# WORK INSTRUCTION
Transcribe the listing from its top line through the line with "fixed precedence order;". Keep it exact, both ends included, and add nothing.
+++ SOURCE RECORDS
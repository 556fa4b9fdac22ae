//! Data-type classification for unidb.
//!
//! Maps an engine's rendered type string to a coarse group, so callers
//! can decide things like "does this value need quoting in a literal"
//! without knowing every engine's type zoo. Classification is by
//! substring over the lowercased type name, in a fixed precedence order;
//! two substrings are engine-sensitive (`bit` is a boolean only on SQL
//! Server, `byte` is binary everywhere except inside Oracle's
//! `CHAR(n BYTE)` length annotation).

use crate::catalog::Engine;

/// Coarse grouping of a column's data type.
#[derive(Debug, Clone, Copy, PartialEq, Eq, Hash)]
pub enum DataTypeGroup {
    /// National-character types (nchar, nvarchar, nclob).
    Unicode,
    /// Raw bytes (blob, binary, image, raw; bit outside SQL Server).
    Binary,
    /// Character data (char, text, long, clob).
    String,
    /// All numerics, exact and approximate, including money types.
    Number,
    /// Dates, times, intervals, and year types.
    Datetime,
    /// Booleans (bool anywhere; bit on SQL Server).
    Boolean,
    /// Anything unrecognized.
    Other,
}

impl DataTypeGroup {
    pub fn as_str(&self) -> &'static str {
        match self {
            Self::Unicode => "UNICODE",
            Self::Binary => "BINARY",
            Self::String => "STRING",
            Self::Number => "NUMBER",
            Self::Datetime => "DATETIME",
            Self::Boolean => "BOOLEAN",
            Self::Other => "OTHER",
        }
    }

    /// True when literals of this group need single quotes in SQL text.
    pub fn needs_quoting(&self) -> bool {
        matches!(self, Self::Unicode | Self::String | Self::Datetime)
    }
}

/// Classifies a rendered type string for one engine.
///
/// The order of the checks matters: `nvarchar` must hit Unicode before
/// the `char` check, `long raw` must hit Binary before the `long` check.
pub fn classify(engine: Engine, rendered_type: &str) -> DataTypeGroup {
    let t = rendered_type.to_lowercase();
    let has = |needle: &str| t.contains(needle);

    if has("nchar") || has("nvarchar") || has("nclob") {
        DataTypeGroup::Unicode
    } else if (has("bit") && engine != Engine::SqlServer)
        || has("raw")
        || has("image")
        || has("binary")
        || has("blob")
        || (has("byte") && engine != Engine::Oracle)
    {
        DataTypeGroup::Binary
    } else if has("char") || has("text") || has("long") || has("clob") {
        DataTypeGroup::String
    } else if has("int")
        || has("number")
        || has("numeric")
        || has("decimal")
        || has("real")
        || has("float")
        || has("double")
        || has("money")
        || has("currency")
    {
        DataTypeGroup::Number
    } else if has("date") || has("time") || has("interval") || has("year") {
        DataTypeGroup::Datetime
    } else if has("bool") || (has("bit") && engine == Engine::SqlServer) {
        DataTypeGroup::Boolean
    } else {
        DataTypeGroup::Other
    }
}

/// Encloses a string in single quotes, doubling any embedded quotes.
pub fn quote_literal(text: &str) -> String {
    format!("'{}'", text.replace('\'', "''"))
}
++++++
# ANSWER TO THE EXERCISE
repository 556fa4b9fdac22ae
//! Data-type classification for unidb.
//!
//! Maps an engine's rendered type string to a coarse group, so callers
//! can decide things like "does this value need quoting in a literal"
//! without knowing every engine's type zoo. Classification is by
//! substring over the lowercased type name, in a fixed precedence order;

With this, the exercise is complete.